The Phoenix Art Museum is featuring a new exhibit of post-World War II, avant-garde photography.

Farewell Photography: The Hitachi Collection of Postwar Japanese Photographs, 1961-1989, highlights how provocative this style was during a loaded and controversial political moment in Japan.

The works represent a radical departure from photorealism used as a tool of the Japanese state for propaganda and in journalism, for instance.

According to curator Audrey Sands, many of the 87 works on display feature gritty, starkly contrasted, black-and-white photos that are akin to abstract art versus realism.  

Sands said, “Throughout the course of the 20th century, there has been a lot of historic tension between the two poles of photography: abstraction and naturalism. Really great debates over where the artistic value in photography resides also have been part of that tension.”  

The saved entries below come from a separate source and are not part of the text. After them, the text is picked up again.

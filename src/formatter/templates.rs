//! Display text for each lookup branch, plus the confidence phrasing used
//! when no lookup applies

use serde_json::{Map, Value};

use crate::lookup::{LookupEndpoint, LookupError, LookupRoute};
use crate::models::{ConversationContext, Intent};

/// Shown under `LookupFailurePolicy::ErrorText`
pub const LOOKUP_ERROR_TEXT: &str = "Sorry, I could not retrieve that information right now";

pub const UNDERSTOOD_THRESHOLD: f64 = 0.75;
pub const UNCERTAIN_THRESHOLD: f64 = 0.5;

/// Phrase the top intent according to how confident the assistant was
pub fn confidence_text(intent: &Intent) -> String {
    if intent.confidence >= UNDERSTOOD_THRESHOLD {
        format!("I understood your intent was {}", intent.intent)
    } else if intent.confidence >= UNCERTAIN_THRESHOLD {
        format!("I think your intent was {}", intent.intent)
    } else {
        "I did not understand your intent".to_string()
    }
}

/// Render the lookup response for the route that produced it
pub fn render(
    route: &LookupRoute,
    context: &ConversationContext,
    body: &Value,
) -> Result<String, LookupError> {
    let address = route.param("address").or_else(|| context.address());

    match route.endpoint {
        LookupEndpoint::AverageRent => {
            let suburb = route.param("suburb").ok_or(LookupError::MissingField("suburb"))?;
            let record = first_record(body)?;
            Ok(format!(
                "The average rent for {} is ${} per week",
                suburb,
                field(record, "average_rent")?
            ))
        }
        LookupEndpoint::Inspections => render_inspections(body),
        LookupEndpoint::Repairs => render_repairs(body),
        LookupEndpoint::Transport => {
            let suburb = route.param("suburb").ok_or(LookupError::MissingField("suburb"))?;
            let record = first_record(body)?;
            Ok(format!(
                "The nearest station to {} is {}, {} km away",
                suburb,
                field(record, "station")?,
                field(record, "distance")?
            ))
        }
        LookupEndpoint::PropertyDetails => {
            let record = first_record(body)?;
            let address = record_address(record, address)?;
            Ok(format!(
                "{} has {} bedrooms, {} bathrooms and {} car parking spaces",
                address,
                field(record, "bedrooms")?,
                field(record, "bathrooms")?,
                field(record, "carparking")?
            ))
        }
        LookupEndpoint::Tenant => {
            let address = address.ok_or(LookupError::MissingField("address"))?;
            match optional_field(body, "tenants") {
                Some(tenants) => Ok(format!("The tenants at {} are {}", address, tenants)),
                None => Ok(format!("Currently there is no tenants at {}", address)),
            }
        }
        LookupEndpoint::Landlord => {
            let address = address.ok_or(LookupError::MissingField("address"))?;
            match optional_field(body, "landlord") {
                Some(landlord) => Ok(format!("The landlord of {} is {}", address, landlord)),
                None => Ok(format!("Currently there is no landlord at {}", address)),
            }
        }
        LookupEndpoint::Carparking => {
            let record = first_record(body)?;
            let address = record_address(record, address)?;
            Ok(format!(
                "There are {} car parking spaces at {}",
                field(record, "carparking")?,
                address
            ))
        }
    }
}

fn render_inspections(body: &Value) -> Result<String, LookupError> {
    let records = records(body);
    if records.is_empty() {
        return Ok("There are no upcoming inspections".to_string());
    }

    let mut text = String::new();
    for record in records {
        text.push_str(&format!(
            "{}. Date: {} Time: {} Address: {} ",
            field(record, "id")?,
            truncate(&field(record, "date")?, 10),
            truncate(&field(record, "time")?, 5),
            field(record, "address")?
        ));
    }
    Ok(text)
}

fn render_repairs(body: &Value) -> Result<String, LookupError> {
    let records = records(body);
    if records.is_empty() {
        return Ok("There are no outstanding repairs".to_string());
    }

    let mut text = String::new();
    for record in records {
        text.push_str(&format!(
            "Address: {} Issue: {} ",
            field(record, "address")?,
            field(record, "issue")?
        ));
    }
    Ok(text)
}

/// Objects in the body: the body itself, or the elements of an array
fn records(body: &Value) -> Vec<&Map<String, Value>> {
    match body {
        Value::Object(record) => vec![record],
        Value::Array(items) => items.iter().filter_map(Value::as_object).collect(),
        _ => Vec::new(),
    }
}

fn first_record(body: &Value) -> Result<&Map<String, Value>, LookupError> {
    records(body)
        .into_iter()
        .next()
        .ok_or(LookupError::EmptyResult)
}

/// Text form of a scalar; `None` for null
fn display(value: &Value) -> Option<String> {
    match value {
        Value::Null => None,
        Value::String(s) => Some(s.clone()),
        Value::Array(items) => {
            let parts: Vec<String> = items.iter().filter_map(display).collect();
            if parts.is_empty() {
                None
            } else {
                Some(parts.join(", "))
            }
        }
        other => Some(other.to_string()),
    }
}

fn field(record: &Map<String, Value>, name: &'static str) -> Result<String, LookupError> {
    record
        .get(name)
        .and_then(display)
        .ok_or(LookupError::MissingField(name))
}

/// Field of the first record, treating null, absence and no records alike
fn optional_field(body: &Value, name: &str) -> Option<String> {
    records(body)
        .into_iter()
        .next()
        .and_then(|record| record.get(name))
        .and_then(display)
}

fn record_address(
    record: &Map<String, Value>,
    fallback: Option<&str>,
) -> Result<String, LookupError> {
    field(record, "address").or_else(|err| fallback.map(str::to_string).ok_or(err))
}

fn truncate(s: &str, max_chars: usize) -> String {
    s.chars().take(max_chars).collect()
}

Mark Koenig, the interim Sybil Harrington director and CEO of Phoenix Art Museum, stated in a separate release, “Farewell Photography provides a unique opportunity for Museum visitors to experience a category of photography that helped shaped the photographic medium for Japan and across the globe, a glimpse into the evolution of the medium as it was shaped by experience of war and the beginning of the nuclear age.”

The works on display come from the Center for Creative Photography at the University of Arizona.

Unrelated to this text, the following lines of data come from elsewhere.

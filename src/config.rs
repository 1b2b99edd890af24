//! Application configuration
//!
//! Everything is read once at startup and handed to the router, the handler
//! and the formatter as plain values.

use std::net::{IpAddr, Ipv4Addr, SocketAddr};
use std::str::FromStr;
use thiserror::Error;

/// Placeholder shipped in sample environments; treated as "not configured"
pub const WORKSPACE_PLACEHOLDER: &str = "<workspace-id>";

pub const DEFAULT_ASSISTANT_URL: &str = "https://gateway.watsonplatform.net/assistant/api";
pub const DEFAULT_ASSISTANT_VERSION: &str = "2018-02-16";
pub const DEFAULT_LOOKUP_BASE_URL: &str =
    "https://7jk4gr3buj.execute-api.us-east-1.amazonaws.com/trunkfinal";
pub const DEFAULT_PORT: u16 = 3000;

#[derive(Debug, Error, PartialEq)]
pub enum ConfigError {
    #[error("Invalid value for {key}: {value:?}")]
    InvalidValue { key: &'static str, value: String },
}

/// How the `carparking` context row treats a missing address
#[derive(Debug, Clone, Copy, PartialEq, Eq, Default)]
pub enum CarparkingRule {
    /// Only matches when the context carries an address
    #[default]
    RequiresAddress,
    /// Matches on `currentContext` alone; the address is passed when present
    Independent,
}

impl FromStr for CarparkingRule {
    type Err = ConfigError;

    fn from_str(s: &str) -> Result<Self, Self::Err> {
        match s.trim().to_ascii_lowercase().as_str() {
            "requires-address" => Ok(CarparkingRule::RequiresAddress),
            "independent" => Ok(CarparkingRule::Independent),
            _ => Err(ConfigError::InvalidValue {
                key: "CARPARKING_RULE",
                value: s.to_string(),
            }),
        }
    }
}

/// Text produced when the data lookup fails
#[derive(Debug, Clone, Copy, PartialEq, Eq, Default)]
pub enum LookupFailurePolicy {
    /// Fall back to the confidence phrasing of the top intent
    #[default]
    Confidence,
    /// Keep whatever text the assistant returned
    Silent,
    /// Replace the text with a fixed apology
    ErrorText,
}

impl FromStr for LookupFailurePolicy {
    type Err = ConfigError;

    fn from_str(s: &str) -> Result<Self, Self::Err> {
        match s.trim().to_ascii_lowercase().as_str() {
            "confidence" => Ok(LookupFailurePolicy::Confidence),
            "silent" => Ok(LookupFailurePolicy::Silent),
            "error-text" => Ok(LookupFailurePolicy::ErrorText),
            _ => Err(ConfigError::InvalidValue {
                key: "LOOKUP_FAILURE",
                value: s.to_string(),
            }),
        }
    }
}

/// Formatter behaviour switches
#[derive(Debug, Clone, Copy, Default, PartialEq, Eq)]
pub struct FormatterOptions {
    pub carparking: CarparkingRule,
    pub lookup_failure: LookupFailurePolicy,
}

impl FormatterOptions {
    pub fn with_carparking(mut self, carparking: CarparkingRule) -> Self {
        self.carparking = carparking;
        self
    }

    pub fn with_lookup_failure(mut self, lookup_failure: LookupFailurePolicy) -> Self {
        self.lookup_failure = lookup_failure;
        self
    }
}

/// Assistant (NLU) service settings
#[derive(Debug, Clone, PartialEq)]
pub struct AssistantConfig {
    pub url: String,
    pub username: String,
    pub password: String,
    pub version: String,
    /// `None` when no usable workspace id was provided
    pub workspace_id: Option<String>,
}

impl Default for AssistantConfig {
    fn default() -> Self {
        Self {
            url: DEFAULT_ASSISTANT_URL.to_string(),
            username: "<username>".to_string(),
            password: "<password>".to_string(),
            version: DEFAULT_ASSISTANT_VERSION.to_string(),
            workspace_id: None,
        }
    }
}

/// Property data service settings
#[derive(Debug, Clone, PartialEq)]
pub struct LookupConfig {
    pub base_url: String,
}

impl Default for LookupConfig {
    fn default() -> Self {
        Self {
            base_url: DEFAULT_LOOKUP_BASE_URL.to_string(),
        }
    }
}

#[derive(Debug, Clone, PartialEq)]
pub struct AppConfig {
    pub host: IpAddr,
    pub port: u16,
    pub assistant: AssistantConfig,
    pub lookup: LookupConfig,
    pub formatter: FormatterOptions,
}

impl Default for AppConfig {
    fn default() -> Self {
        Self {
            host: IpAddr::V4(Ipv4Addr::LOCALHOST),
            port: DEFAULT_PORT,
            assistant: AssistantConfig::default(),
            lookup: LookupConfig::default(),
            formatter: FormatterOptions::default(),
        }
    }
}

impl AppConfig {
    /// Load `.env` (if any) and read the process environment
    pub fn from_env() -> Result<Self, ConfigError> {
        dotenvy::dotenv().ok();
        Self::from_vars(|key| std::env::var(key).ok())
    }

    /// Build a configuration from an arbitrary key lookup
    pub fn from_vars<F>(var: F) -> Result<Self, ConfigError>
    where
        F: Fn(&str) -> Option<String>,
    {
        let defaults = AppConfig::default();

        let host = match var("HOST") {
            Some(value) => value.parse().map_err(|_| ConfigError::InvalidValue {
                key: "HOST",
                value,
            })?,
            None => defaults.host,
        };

        let port = match var("PORT") {
            Some(value) => value.parse().map_err(|_| ConfigError::InvalidValue {
                key: "PORT",
                value,
            })?,
            None => defaults.port,
        };

        let workspace_id = var("WORKSPACE_ID")
            .map(|id| id.trim().to_string())
            .filter(|id| !id.is_empty() && id != WORKSPACE_PLACEHOLDER);

        let assistant = AssistantConfig {
            url: var("ASSISTANT_URL").unwrap_or(defaults.assistant.url),
            username: var("ASSISTANT_USERNAME").unwrap_or(defaults.assistant.username),
            password: var("ASSISTANT_PASSWORD").unwrap_or(defaults.assistant.password),
            version: var("ASSISTANT_VERSION").unwrap_or(defaults.assistant.version),
            workspace_id,
        };

        let lookup = LookupConfig {
            base_url: var("LOOKUP_BASE_URL").unwrap_or(defaults.lookup.base_url),
        };

        let mut formatter = FormatterOptions::default();
        if let Some(value) = var("CARPARKING_RULE") {
            formatter.carparking = value.parse()?;
        }
        if let Some(value) = var("LOOKUP_FAILURE") {
            formatter.lookup_failure = value.parse()?;
        }

        Ok(Self {
            host,
            port,
            assistant,
            lookup,
            formatter,
        })
    }

    pub fn socket_addr(&self) -> SocketAddr {
        SocketAddr::new(self.host, self.port)
    }

    pub fn is_workspace_configured(&self) -> bool {
        self.assistant.workspace_id.is_some()
    }
}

“This collection brings an opportunity to dig into some previously unexplored strengths of CCP’s collection,” stated Sands, also in a separate release. “When I think about our audience in Phoenix, I want to broaden the view beyond the North American-centric story of the history of modern photography and look at this extraordinary rich and edgy cultural output, and the way that photography was used as protest. To have a more global understanding of this period of social unrest and of a generation that was challenging governments and norms is, I think, a critical vocabulary for us to better understand our own time.”

The exhibit runs until late June, and there are many free days for the public to attend.